Terminating the INF treaty -- which bans land-based cruise and ballistic missiles with a range of between 300 and 3,400 miles -- is not, in and of itself, a fatal blow to the network of treaties and agreements dating back to the 1963 treaty that ended atmospheric testing of nuclear weapons.
But coupled with other actions -- George W. Bush's decision to withdraw from the Anti-Ballistic Missile Treaty (ABM) in 2002 and the Obama administration's program to upgrade the nuclear weapons infrastructure -- the tapestry of agreements that has, at least in part, limited these terrifying creations, is looking increasingly frayed.
"Leaving the INF," says Sergey Rogov of the Institute of U.S. and Canadian Studies, "could bring the whole structure of arms control crashing down."
Lynn Rusten, the former senior director for arms control in the National Security Agency Council warns, "This is opening the door to an all-out arms race."
Throwing Off Constraints
Washington's rationale for exiting the INF Treaty is that the Russians deployed the 9M729 cruise missile, which the U.S. claims violates the agreement, although Moscow denies it and the evidence hasn't been made public. Russia counter-charges that the U.S. ABM system -- Aegis Ashore -- deployed in Romania and planned for Poland could be used to launch similar medium range missiles.
If this were a disagreement over weapon capability, inspections would settle the matter. But the White House -- in particular National Security Adviser John Bolton -- is less concerned with inspections than extracting the U.S. from agreements that in any way restrain the use of American power, be it military or economic.
Thus, Trump dumped the Iran nuclear agreement, not because Iran is building nuclear weapons or violating the agreement in any way, but because the administration wants to use economic sanctions to pursue regime change in Tehran.
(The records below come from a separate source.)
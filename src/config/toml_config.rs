use crate::config::table::{ForeignTableOptions, WRAPPER_CLASS};
use crate::domain::model::{AdapterOptions, ImportRequest};
use crate::utils::error::{AdapterError, Result};
use crate::utils::validation::{validate_non_empty_string, validate_unique_names, Validate};
use regex::Regex;
use serde::{Deserialize, Serialize};
use std::path::Path;
use std::sync::OnceLock;

#[derive(Debug, Clone, Serialize, Deserialize)]
pub struct FdwConfig {
    pub server: ServerConfig,
    #[serde(default)]
    pub tables: Vec<TableConfig>,
}

#[derive(Debug, Clone, Serialize, Deserialize)]
pub struct ServerConfig {
    pub name: String,
    /// Schema used for imports and for tables without their own.
    pub schema: Option<String>,
}

#[derive(Debug, Clone, Serialize, Deserialize)]
pub struct TableConfig {
    pub name: String,
    pub schema: Option<String>,
    pub prefix: Option<String>,
    #[serde(default)]
    pub options: AdapterOptions,
}

impl TableConfig {
    pub fn foreign_table_options(&self) -> Result<ForeignTableOptions> {
        ForeignTableOptions::from_options(self.options.clone())
    }
}

fn env_var_pattern() -> &'static Regex {
    static PATTERN: OnceLock<Regex> = OnceLock::new();
    // The pattern is a literal; it always compiles.
    PATTERN.get_or_init(|| Regex::new(r"\$\{([^}]+)\}").expect("valid env var pattern"))
}

impl FdwConfig {
    pub fn from_file<P: AsRef<Path>>(path: P) -> Result<Self> {
        let content = std::fs::read_to_string(&path)?;
        Self::from_toml_str(&content)
    }

    pub fn from_toml_str(content: &str) -> Result<Self> {
        let processed = Self::substitute_env_vars(content);

        toml::from_str(&processed).map_err(|e| AdapterError::InvalidOption {
            key: "config".to_string(),
            value: "<toml>".to_string(),
            reason: format!("TOML parsing error: {}", e),
        })
    }

    /// Replaces `${NAME}` with the environment value; unknown names are left
    /// as-is.
    fn substitute_env_vars(content: &str) -> String {
        env_var_pattern()
            .replace_all(content, |caps: &regex::Captures| {
                let var_name = &caps[1];
                std::env::var(var_name).unwrap_or_else(|_| format!("${{{}}}", var_name))
            })
            .into_owned()
    }

    pub fn table(&self, name: &str) -> Result<&TableConfig> {
        self.tables
            .iter()
            .find(|t| t.name == name)
            .ok_or_else(|| AdapterError::InvalidOption {
                key: "table".to_string(),
                value: name.to_string(),
                reason: format!(
                    "No such table. Configured: {}",
                    self.tables
                        .iter()
                        .map(|t| t.name.as_str())
                        .collect::<Vec<_>>()
                        .join(", ")
                ),
            })
    }

    pub fn default_schema(&self) -> &str {
        self.server.schema.as_deref().unwrap_or("public")
    }

    /// Import inputs for a configured table; `wrapper_class` is not echoed
    /// as a plain option.
    pub fn import_request(&self, table: &TableConfig) -> Result<(String, ImportRequest)> {
        let split = table.foreign_table_options()?;
        Ok((
            split.wrapper_class,
            ImportRequest {
                local_schema: table
                    .schema
                    .clone()
                    .unwrap_or_else(|| self.default_schema().to_string()),
                prefix: table.prefix.clone(),
                server_name: self.server.name.clone(),
                options: split.options,
            },
        ))
    }
}

impl Validate for FdwConfig {
    fn validate(&self) -> Result<()> {
        validate_non_empty_string("server.name", &self.server.name)?;
        validate_unique_names("tables.name", self.tables.iter().map(|t| t.name.as_str()))?;

        for table in &self.tables {
            validate_non_empty_string("tables.name", &table.name)?;
            if !table.options.contains(WRAPPER_CLASS) {
                return Err(AdapterError::missing(&format!(
                    "tables.{}.options.{}",
                    table.name, WRAPPER_CLASS
                )));
            }
        }
        Ok(())
    }
}
use crate::core::schema::TableTemplate;
use crate::domain::model::{AdapterOptions, Column, Lifecycle, Pull, Row};
use crate::domain::ports::Adapter;
use crate::utils::error::Result;

pub const CLASS_NAME: &str = "Sequence";

const DEFAULT_TEMPLATE: &str = "Hello {n}";

/// Generates `count` single-cell rows from a template; `{n}` is the
/// zero-based row number. Needs no backend.
pub struct SequenceAdapter {
    count: u64,
    next: u64,
    template: String,
    columns: Vec<Column>,
    state: Lifecycle,
}

impl SequenceAdapter {
    pub fn new(options: &AdapterOptions) -> Result<Self> {
        Ok(Self {
            count: options.parse_or("count", 10)?,
            next: 0,
            template: options.get_or("template", DEFAULT_TEMPLATE).to_string(),
            columns: vec![Column::text("value")],
            state: Lifecycle::Constructed,
        })
    }

    pub fn table_template(_options: &AdapterOptions) -> Result<TableTemplate> {
        Ok(TableTemplate::new("sequence_table", vec![Column::text("value")]))
    }
}

impl Adapter for SequenceAdapter {
    fn class_name(&self) -> &str {
        CLASS_NAME
    }

    fn columns(&self) -> &[Column] {
        &self.columns
    }

    fn state(&self) -> Lifecycle {
        self.state
    }

    fn pull(&mut self) -> Result<Pull> {
        if self.state.is_finished() {
            return Ok(Pull::EndOfData);
        }
        if self.next >= self.count {
            self.state = Lifecycle::Exhausted;
            return Ok(Pull::EndOfData);
        }

        let cell = self.template.replace("{n}", &self.next.to_string());
        self.next += 1;
        self.state = Lifecycle::Iterating;
        Ok(Pull::Row(Row::new([cell])))
    }

    fn close(&mut self) -> Result<()> {
        self.state = Lifecycle::Closed;
        Ok(())
    }
}
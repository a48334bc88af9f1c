use crate::utils::error::{AdapterError, Result};
use std::collections::HashSet;
use url::Url;

pub trait Validate {
    fn validate(&self) -> Result<()>;
}

fn invalid(field_name: &str, value: &str, reason: impl Into<String>) -> AdapterError {
    AdapterError::InvalidOption {
        key: field_name.to_string(),
        value: value.to_string(),
        reason: reason.into(),
    }
}

pub fn validate_url(field_name: &str, url_str: &str) -> Result<()> {
    if url_str.is_empty() {
        return Err(invalid(field_name, url_str, "URL cannot be empty"));
    }

    match Url::parse(url_str) {
        Ok(url) => match url.scheme() {
            "http" | "https" => Ok(()),
            scheme => Err(invalid(
                field_name,
                url_str,
                format!("Unsupported URL scheme: {}", scheme),
            )),
        },
        Err(e) => Err(invalid(
            field_name,
            url_str,
            format!("Invalid URL format: {}", e),
        )),
    }
}

pub fn validate_positive_number(field_name: &str, value: usize, min_value: usize) -> Result<()> {
    if value < min_value {
        return Err(invalid(
            field_name,
            &value.to_string(),
            format!("Value must be at least {}", min_value),
        ));
    }
    Ok(())
}

pub fn validate_non_empty_string(field_name: &str, value: &str) -> Result<()> {
    if value.trim().is_empty() {
        return Err(invalid(
            field_name,
            value,
            "Value cannot be empty or whitespace-only",
        ));
    }
    Ok(())
}

pub fn validate_required_option<'a, T>(field_name: &str, value: &'a Option<T>) -> Result<&'a T> {
    value
        .as_ref()
        .ok_or_else(|| AdapterError::missing(field_name))
}

pub fn validate_unique_names<'a>(
    field_name: &str,
    names: impl IntoIterator<Item = &'a str>,
) -> Result<()> {
    let mut seen = HashSet::new();
    for name in names {
        if !seen.insert(name) {
            return Err(invalid(field_name, name, "Duplicate name"));
        }
    }
    Ok(())
}
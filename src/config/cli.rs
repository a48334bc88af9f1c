use clap::{Parser, Subcommand};

#[derive(Debug, Clone, Parser)]
#[command(name = "small-fdw")]
#[command(about = "Scan foreign tables through row adapters")]
pub struct CliConfig {
    /// Path to the TOML table configuration
    #[arg(short, long, default_value = "small-fdw.toml")]
    pub config: String,

    #[arg(short, long, help = "Enable verbose output")]
    pub verbose: bool,

    #[arg(long, help = "Emit logs as JSON lines")]
    pub json_logs: bool,

    /// Abort a scan that takes longer than this many seconds
    #[arg(long)]
    pub timeout_secs: Option<u64>,

    #[command(subcommand)]
    pub command: CliCommand,
}

#[derive(Debug, Clone, Subcommand)]
pub enum CliCommand {
    /// Scan a configured table and print its rows as CSV
    Scan {
        table: String,

        #[arg(long)]
        no_header: bool,

        /// Report failed pulls and keep scanning instead of aborting
        #[arg(long)]
        keep_going: bool,
    },

    /// Print CREATE FOREIGN TABLE statements
    ImportSchema {
        /// Configured table to declare (all tables when neither this nor --class is given)
        #[arg(long, conflicts_with = "class")]
        table: Option<String>,

        /// Adapter class to declare from --option values
        #[arg(long)]
        class: Option<String>,

        #[arg(long)]
        schema: Option<String>,

        #[arg(long)]
        prefix: Option<String>,

        #[arg(long)]
        server: Option<String>,

        /// Adapter option as key=value (repeatable)
        #[arg(short = 'o', long = "option", value_parser = parse_key_val)]
        options: Vec<(String, String)>,
    },

    /// List adapter classes and configured tables
    List,
}

fn parse_key_val(raw: &str) -> Result<(String, String), String> {
    raw.split_once('=')
        .map(|(k, v)| (k.trim().to_string(), v.to_string()))
        .filter(|(k, _)| !k.is_empty())
        .ok_or_else(|| format!("expected key=value, got '{}'", raw))
}

#[cfg(test)]
mod tests {
    use super::*;

    #[test]
    fn test_parse_key_val() {
        assert_eq!(
            parse_key_val("host=127.0.0.1").unwrap(),
            ("host".to_string(), "127.0.0.1".to_string())
        );
        assert_eq!(
            parse_key_val("url=http://x/?a=b").unwrap().1,
            "http://x/?a=b"
        );
        assert!(parse_key_val("novalue").is_err());
        assert!(parse_key_val("=x").is_err());
    }

    #[test]
    fn test_parse_scan_command() {
        let cli = CliConfig::parse_from(["small-fdw", "--timeout-secs", "5", "scan", "weather"]);
        assert_eq!(cli.timeout_secs, Some(5));
        match cli.command {
            CliCommand::Scan { table, keep_going, .. } => {
                assert_eq!(table, "weather");
                assert!(!keep_going);
            }
            other => panic!("unexpected: {:?}", other),
        }
    }

    #[test]
    fn test_parse_import_schema_options() {
        let cli = CliConfig::parse_from([
            "small-fdw",
            "import-schema",
            "--class",
            "Redis",
            "--prefix",
            "rds_",
            "-o",
            "host=127.0.0.1",
            "-o",
            "port=6379",
        ]);
        match cli.command {
            CliCommand::ImportSchema { class, options, .. } => {
                assert_eq!(class.as_deref(), Some("Redis"));
                assert_eq!(options.len(), 2);
            }
            other => panic!("unexpected: {:?}", other),
        }
    }
}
In some ways, the INF agreement is low hanging fruit. The 1987 treaty banned only land-based medium range missiles, not those launched by sea or air -- where the Americans hold a strong edge -- and it only covered the U.S. and Russia. Other nuclear-armed countries -- particularly China, India, North Korea, Israel, and Pakistan -- have deployed a number of medium range nuclear-armed missiles. One of the arguments Bolton makes for exiting the INF is that it would allow the U.S. to counter China's medium range missiles.
But if the concern were controlling intermediate range missiles, the obvious path would be to expand the treaty to other nations and include air and sea launched weapons. Not that that would be easy. China has lots of intermediate range missiles, because most of its potential antagonists, like Japan or U.S. bases in Asia, are within the range of such missiles. The same goes for Pakistan, India, and Israel.
Intermediate range weapons -- sometimes called "theater" missiles -- don't threaten the U.S. mainland the way that similar U.S. missiles threaten China and Russia. Beijing and Moscow can be destroyed by long-range intercontinental missiles, but also by theater missiles launched from ships or aircraft. One of the reasons that Europeans are so opposed to withdrawing from the INF is that, in the advent of nuclear war, medium-range missiles on their soil will make them a target.
But supposed violations of the treaty aren't why Bolton and the people around him oppose the agreement. Bolton called for withdrawing from the INF Treaty three years before the Obama administration charged the Russians with cheating.